You can instead implement a hash table with a balanced binary search tree. This gives O(log N) lookup time. Adv: Uses less space wince you dont allocate a large array. You can also iterate through the keys in order.


# 1.1 Is Unique
Implement an algorithm to determine if a string has all unique characters. What if you cant use additional data structures?

-------------------
Condsiderations:
Are the strings: ASCII or Unicode
    1. ASCII defines 128 characters, which map to the numbers 0–127
    2. Unicode defines <221 characters which map to numbers 0–221 

Solution ideas:
    1. Array of booleans; flag at index shows if character is contained in string
    2. Return False if string length exceeds the number of unique characters in the alphabet (ASCII/Unicode)

We assume that it is ASCII

In [18]:
#1st attempt
def isUnique(stringToCheck):
    #Check the length of the string.

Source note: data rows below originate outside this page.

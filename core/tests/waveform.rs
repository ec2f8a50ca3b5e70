//! Baseline synthesis: time axis, nominal envelopes, noise streams, thrust.

use enginehealth_core::{
    error::TelemetryError,
    features::mean_std,
    rng::SignalRng,
    waveform::{synthesize, thrust, time_axis, BaselineShape, ChannelProfile, WaveformSet},
    types::Channel,
};

fn nominal_run(seed: u64) -> WaveformSet {
    let time = time_axis(300.0, 1.0).expect("time axis");
    WaveformSet::synthesize(time, 300.0, seed).expect("synthesize")
}

#[test]
fn time_axis_is_integer_seconds_at_one_hertz() {
    let time = time_axis(300.0, 1.0).unwrap();
    assert_eq!(time.len(), 300);
    assert_eq!(time[0], 0.0);
    assert_eq!(time[299], 299.0);
    assert!(time.windows(2).all(|w| w[1] - w[0] == 1.0));
}

#[test]
fn time_axis_honours_sample_rate() {
    let time = time_axis(10.0, 4.0).unwrap();
    assert_eq!(time.len(), 40);
    assert_eq!(time[1], 0.25);
    assert_eq!(time[39], 9.75);
}

#[test]
fn time_axis_rejects_bad_parameters() {
    for (duration, rate, field) in [
        (0.0, 1.0, "duration_s"),
        (-5.0, 1.0, "duration_s"),
        (f64::NAN, 1.0, "duration_s"),
        (300.0, 0.0, "sample_rate_hz"),
        (300.0, f64::INFINITY, "sample_rate_hz"),
        (2.5, 1.0, "duration_s"),
        (1e20, 1.0, "duration_s"),
        (1e6, 1e6, "duration_s"),
    ] {
        match time_axis(duration, rate) {
            Err(TelemetryError::InvalidParameter { name, .. }) => assert_eq!(name, field),
            other => panic!("({duration}, {rate}) should be rejected, got {other:?}"),
        }
    }
}

#[test]
fn negative_noise_std_fails_synthesis() {
    let time = time_axis(10.0, 1.0).unwrap();
    let mut profile = ChannelProfile::nominal(Channel::ChamberPressure).unwrap();
    profile.noise_std = -0.5;
    let mut rng = SignalRng::new(1, 0);
    match synthesize(&profile, &time, 10.0, &mut rng) {
        Err(TelemetryError::InvalidParameter { name, .. }) => assert_eq!(name, "noise_std"),
        other => panic!("negative noise sigma should be rejected, got {other:?}"),
    }
}

#[test]
fn every_channel_spans_the_time_axis() {
    let set = nominal_run(7);
    assert_eq!(set.len(), 300);
    for channel in Channel::ALL {
        assert_eq!(set.channel(channel).len(), 300, "{channel} length");
        assert!(set.channel(channel).iter().all(|v| v.is_finite()), "{channel} finite");
    }
}

#[test]
fn chamber_pressure_follows_startup_plateau_and_shutdown() {
    let set = nominal_run(11);
    let pc = set.channel(Channel::ChamberPressure);

    let (plateau, _) = mean_std(&pc[100..200]);
    assert!((plateau - 110.0).abs() < 1.0, "plateau mean {plateau}");

    let (ignition, _) = mean_std(&pc[0..5]);
    assert!((ignition - 50.0).abs() < 2.0, "ignition mean {ignition}");

    let (tail, _) = mean_std(&pc[295..300]);
    assert!(tail < 60.0, "shutdown tail {tail}");
}

#[test]
fn noise_level_matches_profile() {
    let set = nominal_run(3);
    let vib = set.channel(Channel::Vibration);
    let (mean, std) = mean_std(vib);
    assert!((mean - 0.3).abs() < 0.02, "Vib mean {mean}");
    assert!((std - 0.05).abs() < 0.015, "Vib std {std}");
}

#[test]
fn thrust_is_exactly_derived() {
    let set = nominal_run(5);
    let pc = set.channel(Channel::ChamberPressure);
    let fuel = set.channel(Channel::FuelFlow);
    for (i, &t) in set.channel(Channel::Thrust).iter().enumerate() {
        assert_eq!(t, 0.8 * pc[i] + 0.2 * fuel[i], "thrust at row {i}");
        assert_eq!(t, thrust(pc[i], fuel[i]));
    }
}

#[test]
fn same_seed_same_waveforms() {
    assert_eq!(nominal_run(1234), nominal_run(1234));
}

#[test]
fn channels_draw_from_independent_streams() {
    let set = nominal_run(99);
    // Same noise would leave the residuals of two channels identical.
    let residual = |channel: Channel| -> Vec<f64> {
        let profile = ChannelProfile::nominal(channel).unwrap();
        set.channel(channel)
            .iter()
            .zip(&set.time)
            .map(|(v, &t)| (v - profile.baseline.value(t, 300.0)) / profile.noise_std)
            .collect()
    };
    assert_ne!(residual(Channel::ChamberPressure), residual(Channel::FuelFlow));
    assert_ne!(residual(Channel::InletTemp), residual(Channel::BearingTemp));
}

#[test]
fn derived_channel_has_no_profile() {
    assert!(ChannelProfile::nominal(Channel::Thrust).is_none());
    for channel in Channel::ALL.into_iter().filter(|c| !c.is_derived()) {
        assert!(ChannelProfile::nominal(channel).is_some(), "{channel}");
    }
}

#[test]
fn baseline_events_scale_with_duration() {
    let shape = BaselineShape::Plateau { base: 50.0, amplitude: 30.0, rise_at: 0.1, fall_at: 0.9, width_s: 10.0 };
    // Midpoint of the run sits on the plateau for any reasonable duration.
    for duration in [300.0, 600.0, 1200.0] {
        let mid = shape.value(duration / 2.0, duration);
        assert!((mid - 110.0).abs() < 1e-6, "duration {duration}: {mid}");
    }
    // Rise centre is at 10 % of the run, halfway up the ramp.
    assert!((shape.value(60.0, 600.0) - 80.0).abs() < 1e-6);
}
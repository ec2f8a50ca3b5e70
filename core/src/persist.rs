//! CSV persistence for run tables and the health index series.
//!
//! RULE: every file is written to a temporary sibling and renamed into
//! place, so a failed write never leaves a partial table behind.
//! Floats are written with the shortest round-trip representation.

use crate::{
    error::{TelemetryError, TelemetryResult},
    fault::Regime,
    health::HealthSeries,
    run::Run,
    table::TelemetryTable,
    types::Channel,
};
use std::{
    fs,
    path::{Path, PathBuf},
};

pub const HEALTH_INDEX_FILE: &str = "health_index.csv";

/// Column order of a persisted run.
pub fn run_header() -> Vec<&'static str> {
    std::iter::once("time")
        .chain(Channel::ALL.iter().map(|c| c.name()))
        .chain(std::iter::once("label"))
        .collect()
}

/// Write through a temp file, then rename over `path`.
pub fn write_atomically(
    path: &Path,
    write: impl FnOnce(&Path) -> TelemetryResult<()>,
) -> TelemetryResult<()> {
    if let Some(parent) = path.parent().filter(|p| !p.as_os_str().is_empty()) {
        fs::create_dir_all(parent)?;
    }
    let mut tmp_name = path.file_name().unwrap_or_default().to_os_string();
    tmp_name.push(".tmp");
    let tmp = path.with_file_name(tmp_name);

    if let Err(e) = write(&tmp) {
        let _ = fs::remove_file(&tmp);
        return Err(e);
    }
    fs::rename(&tmp, path)?;
    Ok(())
}

/// Write `<dir>/<run_id>.csv` and return its path.
pub fn write_run_csv(dir: &Path, run: &Run) -> TelemetryResult<PathBuf> {
    let path = dir.join(format!("{}.csv", run.run_id));
    write_atomically(&path, |tmp| {
        let mut w = csv::Writer::from_path(tmp)?;
        w.write_record(run_header())?;
        for i in 0..run.len() {
            let mut record = Vec::with_capacity(Channel::ALL.len() + 2);
            record.push(run.time()[i].to_string());
            for channel in Channel::ALL {
                record.push(run.channel(channel)[i].to_string());
            }
            record.push(run.regime.as_str().to_string());
            w.write_record(&record)?;
        }
        w.flush()?;
        Ok(())
    })?;
    log::debug!("wrote {} ({} rows)", path.display(), run.len());
    Ok(path)
}

/// Parse `<regime>_run_<replicate>` from a file stem.
pub fn parse_run_stem(stem: &str) -> Option<(Regime, usize)> {
    let (regime, replicate) = stem.rsplit_once("_run_")?;
    Some((regime.parse().ok()?, replicate.parse().ok()?))
}

/// Run files in `dir`, sorted by name. Other files are ignored.
pub fn list_run_files(dir: &Path) -> TelemetryResult<Vec<PathBuf>> {
    let mut files = Vec::new();
    for entry in fs::read_dir(dir)? {
        let path = entry?.path();
        let is_csv = path.extension().is_some_and(|e| e == "csv");
        let is_run = path
            .file_stem()
            .and_then(|s| s.to_str())
            .is_some_and(|s| parse_run_stem(s).is_some());
        if is_csv && is_run {
            files.push(path);
        }
    }
    files.sort();
    Ok(files)
}

/// Read one persisted run. The run id is the file stem.
pub fn read_run_csv(path: &Path) -> TelemetryResult<TelemetryTable> {
    let run_id = path
        .file_stem()
        .and_then(|s| s.to_str())
        .unwrap_or_default()
        .to_string();
    let mut rdr = csv::Reader::from_path(path)?;
    let headers = rdr.headers()?.clone();

    let col = |name: &str| -> TelemetryResult<usize> {
        headers
            .iter()
            .position(|h| h == name)
            .ok_or_else(|| TelemetryError::malformed(&run_id, 0, format!("missing column '{name}'")))
    };
    let i_time = col("time")?;
    let i_label = col("label")?;
    let i_channels = Channel::ALL
        .iter()
        .map(|c| col(c.name()).map(|i| (*c, i)))
        .collect::<TelemetryResult<Vec<_>>>()?;

    let mut table = TelemetryTable {
        labels: Some(Vec::new()),
        ..TelemetryTable::default()
    };
    let mut labels = Vec::new();

    for (row, result) in rdr.records().enumerate() {
        let record = result?;
        let number = |i: usize, name: &str| -> TelemetryResult<f64> {
            let raw = record.get(i).unwrap_or_default();
            raw.parse::<f64>()
                .map_err(|e| TelemetryError::malformed(&run_id, row, format!("{name} '{raw}': {e}")))
        };
        table.time.push(number(i_time, "time")?);
        for &(channel, i) in &i_channels {
            let value = number(i, channel.name())?;
            table.columns.entry(channel).or_default().push(value);
        }
        let raw_label = record.get(i_label).unwrap_or_default();
        let label: Regime = raw_label
            .parse()
            .map_err(|_| TelemetryError::malformed(&run_id, row, format!("unknown label '{raw_label}'")))?;
        labels.push(label);
        table.run_ids.push(run_id.clone());
    }
    for channel in Channel::ALL {
        table.columns.entry(channel).or_default();
    }
    table.labels = Some(labels);

    log::debug!("read {} ({} rows)", path.display(), table.len());
    Ok(table)
}

/// Concatenate every run file of `dir` in name order.
pub fn load_runs(dir: &Path) -> TelemetryResult<TelemetryTable> {
    let files = list_run_files(dir)?;
    if files.is_empty() {
        return Err(TelemetryError::invalid(
            "data_dir",
            format!("no run files in {}; generate telemetry first", dir.display()),
        ));
    }
    let mut table = TelemetryTable::default();
    for file in &files {
        table.extend(read_run_csv(file)?);
    }
    log::info!("loaded {} telemetry files ({} rows) from {}", files.len(), table.len(), dir.display());
    Ok(table)
}

/// Write `run_id, time, health_index, label`.
pub fn write_health_csv(path: &Path, series: &HealthSeries) -> TelemetryResult<()> {
    write_atomically(path, |tmp| {
        let mut w = csv::Writer::from_path(tmp)?;
        w.write_record(["run_id", "time", "health_index", "label"])?;
        for s in &series.samples {
            w.write_record([
                s.run_id.clone(),
                s.time.to_string(),
                s.health_index.to_string(),
                s.label.map(|l| l.to_string()).unwrap_or_default(),
            ])?;
        }
        w.flush()?;
        Ok(())
    })?;
    log::info!("saved health index time series to {}", path.display());
    Ok(())
}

Are there more characters than the alphabet?
    if len(stringToCheck) > 128:
        return False
    #initialise an empty list to add to
    recordOfCharacters = []
    #Check each char
    for element in stringToCheck:
        #convert to ascii number
        charToASCII = ord(element)
        #do we already have that char?
        if charToASCII not in recordOfCharacters:
            # yes - so return false
            print(recordOfCharacters)
            recordOfCharacters.append(charToASCII)
        else:
            # no, so add it to our list
            return False
    print(recordOfCharacters)
    return True

isUnique('fsgsdgsdg')

[]
[102]
[102, 115]


False

In [21]:
#solution
def unique(string):
    # assume character set is ASCII
    if len(string) > 128:
        return False
    
    char_set = [False for _ in range (128)]
    for char in string:
        val = ord(char)
        if char_set[val]:
            return False
        char_set[val] = True
    return True
print(unique('sdf'))
print(unique('aa'))

True
False